Try it
Filter the data for lines with the word "ncols", then copy every line so identified.

(Stored items)
┏━━

//! Trial containers and the carrier source metadata consumed by the warper.
use ndarray::{s, Array1, Array2, Axis};

use crate::config::CutMethod;
use crate::error::{BrainTimeError, Result};

/// Class label of a trial.
pub type Label = u32;

// ── Trial ─────────────────────────────────────────────────────────────────

/// One trial: `[C, T]` samples, a sample-aligned time vector (s) and a label.
#[derive(Debug, Clone, PartialEq)]
pub struct Trial {
    pub data: Array2<f64>,
    pub time: Vec<f64>,
    label: Label,
}

impl Trial {
    pub fn new(data: Array2<f64>, time: Vec<f64>, label: Label) -> Result<Self> {
        if data.ncols() != time.len() {
            return Err(BrainTimeError::shape("trial time vector", data.ncols(), time.len()));
        }
        Ok(Self { data, time, label })
    }

    pub fn label(&self) -> Label {
        self.label
    }

    pub fn n_samples(&self) -> usize {
        self.data.ncols()
    }

    /// Keep the samples whose time lies in `[t0, t1]`.
    ///
    /// Bounds are widened by half a sample period so that window edges
    /// computed in floating point still select the intended samples.
    pub fn redefine(&self, t0: f64, t1: f64) -> Result<Trial> {
        let tol = match self.time.as_slice() {
            [a, b, ..] => 0.5 * (b - a).abs(),
            _ => 0.0,
        };
        let keep: Vec<usize> = self
            .time
            .iter()
            .enumerate()
            .filter(|(_, &t)| t >= t0 - tol && t <= t1 + tol)
            .map(|(i, _)| i)
            .collect();
        let (Some(&first), Some(&last)) = (keep.first(), keep.last()) else {
            return Err(BrainTimeError::config(
                "time_window",
                format!("[{t0}, {t1}] selects no samples of a trial spanning {:?}", self.span()),
            ));
        };
        Ok(Trial {
            data: self.data.slice(s![.., first..=last]).to_owned(),
            time: self.time[first..=last].to_vec(),
            label: self.label,
        })
    }

    fn span(&self) -> Option<(f64, f64)> {
        Some((*self.time.first()?, *self.time.last()?))
    }
}

/// All trials of one session: shared channel layout and sampling rate.
#[derive(Debug, Clone, PartialEq)]
pub struct TrialSet {
    pub trials: Vec<Trial>,
    /// Sampling rate in Hz.
    pub sfreq: f64,
    pub channels: Vec<String>,
}

impl TrialSet {
    pub fn new(trials: Vec<Trial>, sfreq: f64, channels: Vec<String>) -> Result<Self> {
        if let Some(bad) = trials.iter().position(|t| t.data.nrows() != channels.len()) {
            return Err(BrainTimeError::ShapeMismatch {
                what: "trial channel count",
                expected: channels.len().to_string(),
                got: format!("{} (trial {bad})", trials[bad].data.nrows()),
            });
        }
        Ok(Self { trials, sfreq, channels })
    }

    pub fn len(&self) -> usize {
        self.trials.len()
    }

    pub fn is_empty(&self) -> bool {
        self.trials.is_empty()
    }

    pub fn n_channels(&self) -> usize {
        self.channels.len()
    }

    pub fn labels(&self) -> Vec<Label> {
        self.trials.iter().map(Trial::label).collect()
    }

    /// Redefine every trial to `[t0, t1]`, preserving order and labels.
    pub fn redefine(&self, t0: f64, t1: f64) -> Result<TrialSet> {
        let trials = self
            .trials
            .iter()
            .map(|t| t.redefine(t0, t1))
            .collect::<Result<Vec<_>>>()?;
        Ok(TrialSet { trials, sfreq: self.sfreq, channels: self.channels.clone() })
    }
}

// ── Component decomposition ──────────────────────────────────────────────

/// Linear unmixing of the sensor data, e.g. from ICA.
///
/// `mixing` is `[C, K]`, `unmixing` is `[K, C]`; component `k`'s activation
/// is `unmixing[k, :] · data` and its sensor projection `mixing[:, k] ⊗ act`.
#[derive(Debug, Clone, PartialEq)]
pub struct ComponentDecomposition {
    pub mixing: Array2<f64>,
    pub unmixing: Array2<f64>,
}

impl ComponentDecomposition {
    pub fn new(mixing: Array2<f64>, unmixing: Array2<f64>) -> Result<Self> {
        if mixing.dim() != (unmixing.ncols(), unmixing.nrows()) {
            return Err(BrainTimeError::shape(
                "unmixing matrix",
                (mixing.ncols(), mixing.nrows()),
                unmixing.dim(),
            ));
        }
        Ok(Self { mixing, unmixing })
    }

    pub fn n_components(&self) -> usize {
        self.mixing.ncols()
    }

    /// Subtract component `k`'s sensor projection from `data` (`[C, T]`).
    pub fn remove_from(&self, data: &mut Array2<f64>, k: usize) -> Result<()> {
        if k >= self.n_components() {
            return Err(BrainTimeError::shape("component index", self.n_components(), k));
        }
        if data.nrows() != self.mixing.nrows() {
            return Err(BrainTimeError::shape("data channels", self.mixing.nrows(), data.nrows()));
        }
        let activation: Array1<f64> = self.unmixing.row(k).dot(&*data);
        let topo = self.mixing.column(k).insert_axis(Axis(1));
        let act = activation.insert_axis(Axis(0));
        *data -= &topo.dot(&act);
        Ok(())
    }
}

// ── Warping source ───────────────────────────────────────────────────────

/// Where the carrier was taken from.
#[derive(Debug, Clone, PartialEq)]
pub enum SourceOrigin {
    /// A sensor channel, or anything external to the warped data.
    Channel(String),
    /// Component `index` of a decomposition of the warped data itself.
    Component {
        index: usize,
        decomposition: ComponentDecomposition,
    },
}

/// The chosen carrier oscillation: per-trial phase plus metadata.
#[derive(Debug, Clone, PartialEq)]
pub struct WarpingSource {
    /// FFT phase estimate, one row per trial (radians, wrapped or unwrapped).
    pub phase: Vec<Vec<f64>>,
    /// Optional GED phase estimate, one row per trial.
    pub ged_phase: Option<Vec<Vec<f64>>>,
    /// Carrier frequency in Hz.
    pub freq: f64,
    /// Analysis window `[t0, t1]` in seconds.
    pub time_window: (f64, f64),
    pub cut: CutMethod,
    /// Average waveshape of the carrier, at least one full cycle long.
    pub waveshape: Option<Vec<f64>>,
    pub origin: SourceOrigin,
}

impl WarpingSource {
    pub fn is_component(&self) -> bool {
        matches!(self.origin, SourceOrigin::Component { .. })
    }

    pub fn duration(&self) -> f64 {
        self.time_window.1 - self.time_window.0
    }
}
//! Error type shared by every stage of the pipeline.
//!
//! All variants are fatal: the call that produced them returns no partial
//! output.  Recoverable conditions go to [`crate::diagnostics::Diagnostics`]
//! instead.
use thiserror::Error;

/// Fatal conditions raised by warping, quantification and statistics.
///
/// Each message names the offending parameter and the option to change.
#[derive(Debug, Clone, PartialEq, Error)]
pub enum BrainTimeError {
    #[error(
        "remove_component = Some(true) but the warping source is not a decomposed \
         component of the data; set remove_component to None or Some(false)"
    )]
    UnsupportedRemoval,

    #[error(
        "trial {trial}: phase has {phase_len} samples but data has {data_len} \
         (difference > 10); check that the warping source was computed on the \
         same time window and sampling rate as the data"
    )]
    PhaseLengthMismatch {
        trial: usize,
        phase_len: usize,
        data_len: usize,
    },

    #[error(
        "average waveshape has {troughs} trough(s) after smoothing, exactly 2 are \
         required; use method = WarpMethod::Stationary instead"
    )]
    InsufficientSignalQuality { troughs: usize },

    #[error(
        "trial {trial}: GED phase has {ged_len} samples, FFT phase has {fft_len} \
         (more than 5% apart); recompute the GED source or use \
         phase_method = PhaseMethod::Fft"
    )]
    GedPhaseLengthMismatch {
        trial: usize,
        ged_len: usize,
        fft_len: usize,
    },

    #[error(
        "phase_method = PhaseMethod::Ged but the warping source carries no GED \
         phase; use phase_method = PhaseMethod::Fft"
    )]
    MissingGedPhase,

    #[error(
        "{axis} {index} of the autocorrelation map has no spectral peak in \
         [{f_lo}, {f_hi}]; widen foi or check the TGM sampling rate"
    )]
    NoSpectralPeak {
        axis: &'static str,
        index: usize,
        f_lo: f64,
        f_hi: f64,
    },

    #[error("shape mismatch in {what}: expected {expected}, got {got}")]
    ShapeMismatch {
        what: &'static str,
        expected: String,
        got: String,
    },

    #[error("invalid configuration `{param}`: {reason}")]
    InvalidConfig { param: &'static str, reason: String },

    #[error("classifier failed on permutation {perm}: {message}")]
    Classifier { perm: usize, message: String },
}

impl BrainTimeError {
    pub(crate) fn config(param: &'static str, reason: impl Into<String>) -> Self {
        Self::InvalidConfig { param, reason: reason.into() }
    }

    pub(crate) fn shape(
        what: &'static str,
        expected: impl std::fmt::Debug,
        got: impl std::fmt::Debug,
    ) -> Self {
        Self::ShapeMismatch {
            what,
            expected: format!("{expected:?}"),
            got: format!("{got:?}"),
        }
    }
}

pub type Result<T> = std::result::Result<T, BrainTimeError>;
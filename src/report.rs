//! Reporting hooks for the figures the pipeline can produce.
//!
//! Computation never depends on a reporter.  The pipeline calls one only when
//! the matching option (`visual_check`, `figure`) is on, and only after the
//! result it reports on is complete.
use tracing::info;

use crate::dtw::WarpPath;
use crate::quantify::Quantification;
use crate::stats::{GroupResult, PermutationResult};

/// Receiver of intermediate results worth plotting.
pub trait Reporter: Sync {
    /// Warping path of one trial and the path positions that end each cycle.
    fn warp_path(&self, _trial: usize, _path: &WarpPath, _boundaries: &[usize]) {}

    /// AC map and row/column peaks of one TGM.
    fn recurrence(&self, _quant: &Quantification) {}

    /// Empirical vs. null spectra of one participant.
    fn permutation(&self, _result: &PermutationResult) {}

    /// Group-level spectra and p-values.
    fn group(&self, _result: &GroupResult) {}
}

/// Discards everything.
#[derive(Debug, Default, Clone, Copy)]
pub struct NullReporter;

impl Reporter for NullReporter {}

/// Logs one summary line per report at `INFO`.
#[derive(Debug, Default, Clone, Copy)]
pub struct LogReporter;

impl Reporter for LogReporter {
    fn warp_path(&self, trial: usize, path: &WarpPath, boundaries: &[usize]) {
        info!(
            trial,
            path_len = path.len(),
            cycles = boundaries.len(),
            cost = path.cost,
            "warping path"
        );
    }

    fn recurrence(&self, quant: &Quantification) {
        let (rows, cols) = quant.ac_map.dim();
        info!(
            rows,
            cols,
            dominant_freq = quant.dominant().map(|p| p.freq),
            dimension = quant.ref_dimension.name(),
            "recurrence quantified"
        );
    }

    fn permutation(&self, result: &PermutationResult) {
        info!(
            perms = result.num_perms(),
            bins = result.freqs.len(),
            ci = result.confidence_interval().is_some(),
            dimension = result.ref_dimension.name(),
            "level-1 permutation spectra"
        );
    }

    fn group(&self, result: &GroupResult) {
        let min_p = result.p_values.iter().copied().fold(f64::INFINITY, f64::min);
        info!(
            participants = result.n_participants,
            perms = result.null.nrows(),
            min_p,
            "level-2 group statistics"
        );
    }
}
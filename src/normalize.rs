//! Global z-score normalisation.
//!
//! `global_stats`           — μ, σ (ddof = 0) over every element of every matrix
//! `zscore_with_inplace`    — data = (data − μ) / σ  with supplied μ, σ
//! `zscore_global_inplace`  — both of the above on one matrix
//!
//! The permutation statistics pool μ, σ over all permuted TGMs and apply them
//! to the empirical TGM as well; the display path z-scores AC maps on their own.
use ndarray::Array2;

/// Mean and population standard deviation over all elements of `mats`.
///
/// Returns `(0, 0)` when there are no elements.
pub fn global_stats<'a, I>(mats: I) -> (f64, f64)
where
    I: IntoIterator<Item = &'a Array2<f64>> + Clone,
{
    let (sum, n) = mats
        .clone()
        .into_iter()
        .fold((0.0, 0usize), |(s, n), m| (s + m.sum(), n + m.len()));
    if n == 0 {
        return (0.0, 0.0);
    }
    let mean = sum / n as f64;
    let ss: f64 = mats
        .into_iter()
        .map(|m| m.iter().map(|&v| (v - mean) * (v - mean)).sum::<f64>())
        .sum();
    (mean, (ss / n as f64).sqrt())
}

/// `(data − mean) / std`; with `std == 0` only the mean is removed.
pub fn zscore_with_inplace(data: &mut Array2<f64>, mean: f64, std: f64) {
    if std > 0.0 {
        data.mapv_inplace(|v| (v - mean) / std);
    } else {
        data.mapv_inplace(|v| v - mean);
    }
}

/// Global z-score over all elements.
/// Returns (mean, std) used for normalisation.
pub fn zscore_global_inplace(data: &mut Array2<f64>) -> (f64, f64) {
    let (mean, std) = global_stats(std::iter::once(&*data));
    zscore_with_inplace(data, mean, std);
    (mean, std)
}

#[cfg(test)]
mod tests {
    use super::*;

    #[test]
    fn zscore_mean_zero_std_one() {
        let mut data = Array2::from_shape_fn((8, 512), |(c, t)| {
            (c as f64 * 3.7 + t as f64 * 0.1).sin() * 50.0
        });
        let (_, std) = zscore_global_inplace(&mut data);
        let (out_mean, out_std) = global_stats([&data]);
        approx::assert_abs_diff_eq!(out_mean, 0.0, epsilon = 1e-12);
        approx::assert_abs_diff_eq!(out_std, 1.0, epsilon = 1e-12);
        assert!(std > 0.0);
    }

    #[test]
    fn constant_matrix_is_only_centred() {
        let mut data = Array2::from_elem((4, 16), 7.0);
        let (m, s) = zscore_global_inplace(&mut data);
        assert_eq!((m, s), (7.0, 0.0));
        assert!(data.iter().all(|&v| v == 0.0));
    }

    #[test]
    fn renormalising_is_a_no_op() {
        let mut data = Array2::from_shape_fn((6, 40), |(i, j)| (i * j) as f64 * 0.3 - 2.0);
        zscore_global_inplace(&mut data);
        let once = data.clone();
        zscore_global_inplace(&mut data);
        for (a, b) in data.iter().zip(once.iter()) {
            approx::assert_abs_diff_eq!(a, b, epsilon = 1e-12);
        }
    }

    #[test]
    fn stats_pool_several_matrices() {
        let a = Array2::from_elem((2, 2), 1.0);
        let b = Array2::from_elem((2, 2), 3.0);
        let (m, s) = global_stats([&a, &b]);
        assert_eq!((m, s), (2.0, 1.0));
    }
}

┗━━

Answer section
        if data.ncols() != time.len() {
            return Err(BrainTimeError::shape("trial time vector", data.ncols(), time.len()));
        self.data.ncols()
        if mixing.dim() != (unmixing.ncols(), unmixing.nrows()) {
                (mixing.ncols(), mixing.nrows()),
        self.mixing.ncols()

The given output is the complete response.